RAW DATA:
//! Live web search backend
//!
//! One outbound HTTP GET per `search` call against a JSON search API
//! (Custom Search style: `key`/`cx`/`q` parameters, `items` array of
//! title/link/snippet). Requests are bounded by a caller-configurable
//! timeout; expiry surfaces as a retrieval failure.

use crate::backend::{RawResult, RetrievalBackend};
use quaero_common::config::SearchConfig;
use quaero_common::{QaError, Result};
use serde::Deserialize;
use std::time::Duration;

/// Live search API client
pub struct WebSearchBackend {
    client: reqwest::Client,
    endpoint: String,
    api_key: String,
    engine_id: String,
    max_results: usize,
    timeout_ms: u64,
}

#[derive(Deserialize)]
struct ApiResponse {
    /// Absent when the query matched nothing
    #[serde(default)]
    items: Vec<RawResult>,
}

impl WebSearchBackend {
    /// Build a backend from the search section of the pipeline config
    pub fn from_config(config: &SearchConfig) -> Result<Self> {
        let api_key = config.api_key.clone().ok_or_else(|| QaError::Configuration {
            message: "search.api_key is required for the web backend".into(),
        })?;
        let engine_id = config.engine_id.clone().ok_or_else(|| QaError::Configuration {
            message: "search.engine_id is required for the web backend".into(),
        })?;

        let timeout = Duration::from_secs(config.timeout_secs);
        let client = reqwest::Client::builder()
            .timeout(timeout)
            .build()
            .map_err(|e| QaError::Configuration {
                message: format!("failed to build HTTP client: {}", e),
            })?;

        Ok(Self {
            client,
            endpoint: config.endpoint.clone(),
            api_key,
            engine_id,
            max_results: config.max_results,
            timeout_ms: timeout.as_millis() as u64,
        })
    }
}

#[async_trait::async_trait]
impl RetrievalBackend for WebSearchBackend {
    async fn search(&self, query: &str) -> Result<Vec<RawResult>> {
        let num = self.max_results.to_string();
        let response = self
            .client
            .get(&self.endpoint)
            .query(&[
                ("key", self.api_key.as_str()),
                ("cx", self.engine_id.as_str()),
                ("q", query),
                ("num", num.as_str()),
            ])
            .send()
            .await
            .map_err(|e| {
                if e.is_timeout() {
                    QaError::RetrievalTimeout {
                        timeout_ms: self.timeout_ms,
                    }
                } else {
                    QaError::retrieval(format!("request failed: {}", e))
                }
            })?;

        if !response.status().is_success() {
            let status = response.status();
            let body = response.text().await.unwrap_or_default();
            return Err(QaError::retrieval(format!("API error {}: {}", status, body)));
        }

        let parsed: ApiResponse = response
            .json()
            .await
            .map_err(|e| QaError::retrieval(format!("failed to parse response: {}", e)))?;

        tracing::debug!(
            query = query,
            results = parsed.items.len(),
            "Web search completed"
        );

        Ok(parsed.items)
    }

    fn name(&self) -> &str {
        "web"
    }
}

WHAT YOU SHOULD DO:
Find the number of lines in the entries above that hold the string "clone", and write only that number.

ANSWER SPACE:
3